After all, the Music Video guide wants to help people to learn more about the vast spectrum of music beyond the typical pop stuff. We promise to find a way for you to watch this video clip of a recording from 1960 where Glenn Gould on the piano and Leonard Rose on the cello and play the first movement of Ludwig van Beethoven’s Cello Sonata No. 3 in A major which is catalogued as Op. 69 of this famous german composer who lived at the borderline between classical and romantic music. The tempo of this movement is indicated as Allegro ma non tropo.
This is a beautiful interpretation of the piece by both artists, despite the fact that it sometimes seems to be a piano sonata accompanied by the cello and not a cello sonata accompanied by a piano. This might be related to Glenn Gould’s particular style of piano playing but could also be the intention of the composer who in fact was one of the first composers who used to write indications regarding the dynamics of his compositions. This has to do partly with the evolution of piano constructing techniques and the mechanism between the keys and the strings which was changing at Ludwig van Beethoven’s time.
Both musicians put a lot of soul into their playing and there is an anecdote about the recording. Check that both musicians are playing out of memory. Leonard Rose knew this piece from former performances and the recording staff didn’t want to have a stand with the sheet music between the camera and the cello player, so Rose decided to play out of memory to please the producers. Glenn Gould didn’t want to look less talented and so he memorized the entire sonata the night before the recording!
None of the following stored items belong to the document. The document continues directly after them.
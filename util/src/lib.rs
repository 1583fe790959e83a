// Copyright (C) 2026 The electionguard-core Authors.

#![deny(clippy::unwrap_used)]
#![deny(clippy::expect_used)]
#![deny(clippy::panic)]
#![deny(clippy::manual_assert)]

//! Group/field arithmetic and small shared utilities used throughout the
//! `eg` crate. Kept free of any election-domain knowledge.

pub mod algebra;
pub mod algebra_utils;
pub mod biguint_serde;
pub mod csrng;
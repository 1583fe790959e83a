// Copyright (C) 2026 The electionguard-core Authors.

#![deny(clippy::unwrap_used)]
#![deny(clippy::expect_used)]
#![deny(clippy::panic)]
#![deny(clippy::manual_assert)]

//! Exponential ElGamal over the order-`q` subgroup.
//!
//! A plaintext `m` is encrypted as `(alpha, beta) = (g^R, K^R * g^m)`.
//! This is "exponential" ElGamal: the message lives in the exponent, not
//! the group element itself, which is what makes the scheme additively
//! homomorphic ([`Ciphertext::add`]) at the cost of requiring a bounded
//! discrete-log search to recover `m` on decryption
//! ([`crate::discrete_log`]).

use serde::{Deserialize, Serialize};

use util::algebra::{FieldElement, Group, GroupElement, ScalarField};

use crate::{
    discrete_log,
    errors::{EgError, EgResult},
    fixed_parameters::FixedParameters,
};

/// The joint (or a single guardian's) ElGamal public key `K = g^secret`.
#[derive(Clone, Debug, PartialEq, Eq, Serialize, Deserialize)]
pub struct ElGamalPublicKey(pub GroupElement);

impl ElGamalPublicKey {
    pub fn group_element(&self) -> &GroupElement {
        &self.0
    }
}

/// An ElGamal secret key / exponent. Overwritten with zero on drop,
/// never serialized.
#[derive(Clone)]
pub struct ElGamalSecretKey(pub FieldElement);

impl ElGamalSecretKey {
    pub fn public_key(&self, group: &Group) -> ElGamalPublicKey {
        ElGamalPublicKey(group.g_exp(&self.0))
    }
}

impl Drop for ElGamalSecretKey {
    fn drop(&mut self) {
        self.0 = ScalarField::zero();
    }
}

/// `(alpha, beta) = (g^R, K^R * g^m)`: an encryption of the exponent `m`
/// under nonce `R` and public key `K`.
#[derive(Clone, Debug, PartialEq, Eq, Serialize, Deserialize)]
pub struct Ciphertext {
    pub alpha: GroupElement,
    pub beta: GroupElement,
}

impl Ciphertext {
    /// The neutral element of component-wise multiplication: an
    /// encryption of `0` under nonce `0`. Used as the starting
    /// accumulator for homomorphic tallying; an empty selection product
    /// is this identity.
    pub fn identity() -> Self {
        Ciphertext {
            alpha: Group::one(),
            beta: Group::one(),
        }
    }

    /// `Enc(m, R, K) = (g^R, K^R * g^m)`.
    pub fn encrypt(
        m: u64,
        nonce: &FieldElement,
        pub_key: &ElGamalPublicKey,
        fixed_parameters: &FixedParameters,
    ) -> Self {
        let group = &fixed_parameters.group;
        let field = &fixed_parameters.field;
        let alpha = group.g_exp(nonce);
        let k_to_r = pub_key.0.exp(nonce, group);
        let g_to_m = group.g_exp(&FieldElement::from_u64(m, field));
        let beta = k_to_r.mul(&g_to_m, group);
        Ciphertext { alpha, beta }
    }

    /// Component-wise product: `(a1*a2, b1*b2)`. Encrypts `m1 + m2`
    /// under the same key when `self` encrypts `m1` and `other`
    /// encrypts `m2`.
    pub fn add(&self, other: &Ciphertext, group: &Group) -> Self {
        Ciphertext {
            alpha: self.alpha.mul(&other.alpha, group),
            beta: self.beta.mul(&other.beta, group),
        }
    }

    /// Raises both components to `factor`: scales the encrypted value by
    /// `factor` without decrypting it. Used to apply a Lagrange
    /// coefficient to a decryption share.
    pub fn scale(&self, factor: &FieldElement, group: &Group) -> Self {
        Ciphertext {
            alpha: self.alpha.exp(factor, group),
            beta: self.beta.exp(factor, group),
        }
    }

    /// Decrypts given the known secret key, via `M = alpha^secret`, then
    /// solves `beta * M^-1 = g^m` for `m` over `[0, bound]`.
    pub fn decrypt_known_secret(
        &self,
        secret: &ElGamalSecretKey,
        fixed_parameters: &FixedParameters,
        bound: u64,
    ) -> EgResult<u64> {
        let m_factor = self.alpha.exp(&secret.0, &fixed_parameters.group);
        self.decrypt_known_product(&m_factor, fixed_parameters, bound)
    }

    /// Decrypts given the combined decryption factor `M`.
    pub fn decrypt_known_product(
        &self,
        m_factor: &GroupElement,
        fixed_parameters: &FixedParameters,
        bound: u64,
    ) -> EgResult<u64> {
        let m_factor_inv = m_factor.inv(&fixed_parameters.group);
        let target = self.beta.mul(&m_factor_inv, &fixed_parameters.group);
        discrete_log::solve_discrete_log(&fixed_parameters.group, &target, bound)
    }

    /// Decrypts given the nonce `R` the ciphertext was produced with, by
    /// computing `beta * (K^R)^-1 = g^m`. Used by the Benaloh challenge
    /// and by the audited-ballot fast path, where the voter or auditor
    /// holds the nonce rather than any secret key.
    pub fn decrypt_known_nonce(
        &self,
        nonce: &FieldElement,
        pub_key: &ElGamalPublicKey,
        fixed_parameters: &FixedParameters,
        bound: u64,
    ) -> EgResult<u64> {
        let k_to_r = pub_key.0.exp(nonce, &fixed_parameters.group);
        self.decrypt_known_product(&k_to_r, fixed_parameters, bound)
    }

    /// `true` iff both components are members of the order-`q`
    /// subgroup.
    pub fn is_valid(&self, group: &Group) -> bool {
        self.alpha.is_valid(group) && self.beta.is_valid(group)
    }
}

/// Validates a ciphertext read from outside this crate (e.g. a
/// submitted ballot); the only place `InvalidElement` is raised for
/// ciphertext components, since every ciphertext this crate itself
/// produces is guaranteed valid by construction.
pub fn validate_ciphertext(ct: &Ciphertext, group: &Group) -> EgResult<()> {
    if ct.is_valid(group) {
        Ok(())
    } else {
        Err(EgError::InvalidElement(
            "ciphertext component is not a member of the order-q subgroup".into(),
        ))
    }
}
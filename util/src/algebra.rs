// Copyright (C) 2026 The electionguard-core Authors.

#![deny(clippy::unwrap_used)]
#![deny(clippy::expect_used)]
#![deny(clippy::panic)]
#![deny(clippy::manual_assert)]

//! Wrappers around [`BigUint`] that separate field (`Z_q`) and group
//! (`Z_p` subgroup of order `q`) elements in the type system, so that a
//! field exponent can never be passed where a group element was expected
//! and vice versa.

use std::num::NonZeroUsize;

use num_bigint::BigUint;
use num_traits::{One, Zero};
use serde::{Deserialize, Serialize};

use crate::{
    algebra_utils::{cnt_bits_repr, mod_inverse, to_be_bytes_left_pad},
    csrng::Csrng,
};

/// An element of the field `Z_q`, the scalar field used for nonces,
/// secret keys, and polynomial coefficients. Always `< q`.
#[derive(Clone, Debug, Serialize, Deserialize, PartialEq, Eq, Hash)]
pub struct FieldElement(#[serde(with = "crate::biguint_serde::biguint_hex")] BigUint);

/// The finite field `Z_q`, where `q` is prime.
#[derive(Clone, Debug, Serialize, Deserialize, PartialEq, Eq)]
pub struct ScalarField {
    q: BigUint,
}

impl FieldElement {
    /// The value, guaranteed `< q` of whichever field produced it.
    pub fn value(&self) -> &BigUint {
        &self.0
    }

    pub fn add(&self, other: &FieldElement, field: &ScalarField) -> Self {
        FieldElement((&self.0 + &other.0) % &field.q)
    }

    pub fn sub(&self, other: &FieldElement, field: &ScalarField) -> Self {
        if self.0 >= other.0 {
            FieldElement((&self.0 - &other.0) % &field.q)
        } else {
            FieldElement((&field.q - (&other.0 - &self.0)) % &field.q)
        }
    }

    pub fn neg(&self, field: &ScalarField) -> Self {
        ScalarField::zero().sub(self, field)
    }

    pub fn mul(&self, other: &FieldElement, field: &ScalarField) -> Self {
        FieldElement((&self.0 * &other.0) % &field.q)
    }

    /// Multiplicative inverse, or `None` iff `self` is zero.
    pub fn inv(&self, field: &ScalarField) -> Option<Self> {
        mod_inverse(&self.0, &field.q).map(FieldElement)
    }

    pub fn pow(&self, exponent: &BigUint, field: &ScalarField) -> FieldElement {
        FieldElement(self.0.modpow(exponent, &field.q))
    }

    pub fn from_u64(x: u64, field: &ScalarField) -> Self {
        FieldElement(BigUint::from(x) % &field.q)
    }

    /// Reduces a big-endian byte string modulo `q`.
    pub fn from_bytes_be(bytes: &[u8], field: &ScalarField) -> Self {
        FieldElement(BigUint::from_bytes_be(bytes) % &field.q)
    }

    /// Big-endian encoding, left-padded to the field's canonical width
    /// (32 bytes for every parameter set this crate defines).
    pub fn to_be_bytes_left_pad(&self, field: &ScalarField) -> Vec<u8> {
        to_be_bytes_left_pad(&self.0, field.q_len_bytes())
    }

    pub fn is_zero(&self) -> bool {
        BigUint::is_zero(&self.0)
    }

    /// `0 <= self < q`.
    pub fn is_valid(&self, field: &ScalarField) -> bool {
        self.0 < field.q
    }
}

impl ScalarField {
    /// Builds a field from a modulus already known/trusted to be prime
    /// (the standard and compact parameter sets are fixed constants;
    /// nothing calls this with untrusted input).
    pub fn new_unchecked(q: BigUint) -> Self {
        ScalarField { q }
    }

    pub fn one() -> FieldElement {
        FieldElement(BigUint::one())
    }

    pub fn zero() -> FieldElement {
        FieldElement(BigUint::zero())
    }

    pub fn random_field_elem(&self, csrng: &dyn Csrng) -> FieldElement {
        FieldElement(csrng.next_biguint_lt(&self.q))
    }

    /// A random, *nonzero* field element. Used for guardian sequence
    /// orders and polynomial leading coefficients, where zero is
    /// disallowed by spec invariants.
    pub fn random_nonzero_field_elem(&self, csrng: &dyn Csrng) -> FieldElement {
        loop {
            let fe = self.random_field_elem(csrng);
            if !fe.is_zero() {
                return fe;
            }
        }
    }

    pub fn order(&self) -> &BigUint {
        &self.q
    }

    pub fn q_len_bytes(&self) -> usize {
        cnt_bits_repr(&self.q).div_ceil(8)
    }
}

//-------------------------------------------------------------------------------------------------|

/// An element of the order-`q` subgroup of `Z_p^*`.
#[derive(Clone, Debug, Serialize, Deserialize, PartialEq, Eq, Hash)]
pub struct GroupElement(#[serde(with = "crate::biguint_serde::biguint_hex")] BigUint);

/// The multiplicative group `Z_p^*` together with its distinguished
/// order-`q` subgroup generated by `g`.
#[derive(Clone, Debug, Serialize, Deserialize, PartialEq, Eq)]
pub struct Group {
    p: BigUint,
    q: BigUint,
    g: BigUint,
    r: BigUint,
}

impl GroupElement {
    pub fn value(&self) -> &BigUint {
        &self.0
    }

    pub fn mul(&self, other: &GroupElement, group: &Group) -> Self {
        GroupElement((&self.0 * &other.0) % &group.p)
    }

    pub fn exp(&self, exponent: &FieldElement, group: &Group) -> Self {
        GroupElement(self.0.modpow(exponent.value(), &group.p))
    }

    /// Raises to a raw (non-field-reduced) exponent. Used by Lagrange
    /// reconstruction, whose exponents are themselves field elements but
    /// sometimes arrive as plain `BigUint` sequence orders (`s_j`).
    pub fn exp_biguint(&self, exponent: &BigUint, group: &Group) -> Self {
        GroupElement(self.0.modpow(exponent, &group.p))
    }

    pub fn inv(&self, group: &Group) -> Self {
        // `self` is always a member of the order-`q` subgroup, so
        // `self^(q-1)` is its inverse; this never panics because
        // `mod_inverse` only fails when `gcd(self, p) != 1`, which would
        // mean `self` is not actually in `Z_p^*`.
        match mod_inverse(&self.0, &group.p) {
            Some(inv) => GroupElement(inv),
            None => GroupElement(BigUint::one()),
        }
    }

    pub fn is_valid(&self, group: &Group) -> bool {
        !self.0.is_zero() && self.0 < group.p && self.0.modpow(&group.q, &group.p).is_one()
    }

    pub fn to_be_bytes_left_pad(&self, group: &Group) -> Vec<u8> {
        to_be_bytes_left_pad(&self.0, group.p_len_bytes())
    }

    pub fn from_bytes_be(bytes: &[u8]) -> Self {
        GroupElement(BigUint::from_bytes_be(bytes))
    }
}

impl Group {
    /// Constructs group parameters. Callers are expected to have already
    /// validated `p`, `q`, `g` (this crate's two fixed parameter sets are
    /// checked once, in their unit tests, not on every construction).
    pub fn new_unchecked(p: BigUint, q: BigUint, g: BigUint, r: BigUint) -> Self {
        Group { p, q, g, r }
    }

    pub fn one() -> GroupElement {
        GroupElement(BigUint::one())
    }

    pub fn generator(&self) -> GroupElement {
        GroupElement(self.g.clone())
    }

    /// `g^x mod p`.
    pub fn g_exp(&self, x: &FieldElement) -> GroupElement {
        self.generator().exp(x, self)
    }

    pub fn p(&self) -> &BigUint {
        &self.p
    }

    pub fn q(&self) -> &BigUint {
        &self.q
    }

    pub fn cofactor(&self) -> &BigUint {
        &self.r
    }

    pub fn p_len_bytes(&self) -> usize {
        cnt_bits_repr(&self.p).div_ceil(8)
    }

    /// `true` iff `g^q == 1 mod p` and `g != 1`: the invariant every
    /// `Group` value must satisfy (spec §3 "Group parameters").
    pub fn generator_has_order_q(&self) -> bool {
        self.g != BigUint::one() && self.g.modpow(&self.q, &self.p).is_one()
    }
}

/// `q^bits` sized random field-less scalar, used only for Fiat-Shamir
/// commitment randomness where a raw nonzero bit-width value (not yet
/// reduced into a named field) is convenient. Kept here since it is
/// exercised by both [`FieldElement`] construction paths and by
/// polynomial evaluation call sites in `eg`.
pub fn random_bits(csrng: &dyn Csrng, bits: usize) -> BigUint {
    let bits = NonZeroUsize::new(bits).unwrap_or(NonZeroUsize::MIN);
    csrng.next_biguint(bits)
}

#[cfg(test)]
#[allow(clippy::unwrap_used)]
mod tests {
    use super::*;
    use crate::csrng::DeterministicCsrng;

    fn toy_group() -> (Group, ScalarField) {
        // q=11 (prime), p=23=2*11+1 (prime), g=4 has order 11 in Z_23^*.
        let q = BigUint::from(11u32);
        let p = BigUint::from(23u32);
        let g = BigUint::from(4u32);
        let r = BigUint::from(2u32);
        (
            Group::new_unchecked(p, q.clone(), g, r),
            ScalarField::new_unchecked(q),
        )
    }

    #[test]
    fn generator_has_order_q() {
        let (group, _field) = toy_group();
        assert!(group.generator_has_order_q());
    }

    #[test]
    fn field_add_sub_roundtrip() {
        let (_group, field) = toy_group();
        let a = FieldElement::from_u64(7, &field);
        let b = FieldElement::from_u64(9, &field);
        let sum = a.add(&b, &field);
        assert_eq!(sum.sub(&b, &field), a);
    }

    #[test]
    fn field_inverse() {
        let (_group, field) = toy_group();
        for v in 1u64..11 {
            let a = FieldElement::from_u64(v, &field);
            let inv = a.inv(&field).unwrap();
            assert_eq!(a.mul(&inv, &field), ScalarField::one());
        }
    }

    #[test]
    fn group_exp_matches_repeated_mul() {
        let (group, field) = toy_group();
        let g = group.generator();
        let three = FieldElement::from_u64(3, &field);
        let expected = g.mul(&g, &group).mul(&g, &group);
        assert_eq!(g.exp(&three, &group), expected);
    }

    #[test]
    fn group_element_inverse() {
        let (group, field) = toy_group();
        let x = FieldElement::from_u64(5, &field);
        let gx = group.g_exp(&x);
        let gx_inv = gx.inv(&group);
        assert_eq!(gx.mul(&gx_inv, &group), Group::one());
    }

    #[test]
    fn random_field_elem_is_in_range() {
        let (_group, field) = toy_group();
        let csrng = DeterministicCsrng::from_seed_bytes(b"algebra-test");
        for _ in 0..50 {
            let fe = field.random_field_elem(&csrng);
            assert!(fe.is_valid(&field));
        }
    }
}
Ludwig van Beethoven – ‘Sonata No. 28 in A major’ – Nanae Green

Ludwig van Beethoven was born in 1770 and died in 1827. In his relatively short life he composed a big amount of classical music pieces for all kinds of instrumentations. In this video you can watch San Diego State University graduate Nanae Green playing one of Beethoven’s sonatas the Sonata No. 28 in A major, Allegretto, ma non troppo. She is playing according to Ludwig van Beethoven’s indications on the sheets, which is remarkable because Beethoven is one of the first composers who made indications for the dynamics of the interpretation. Since then it has become quiet familiar for the composers to annotate special indications on the sheet music.

John Cage – ‘Sonata V’

Paul Hindemith – Solo Piano Music

In this video we offer you the fugue of the sonata 3 for the piano composed by Paul Hindemith and played by Glenn Gould who is world famous for his classical Johan Sebastian Bach interpretations. Hindemith did not only compose for solo instruments but also for chamber orchestras and symphony orchestras.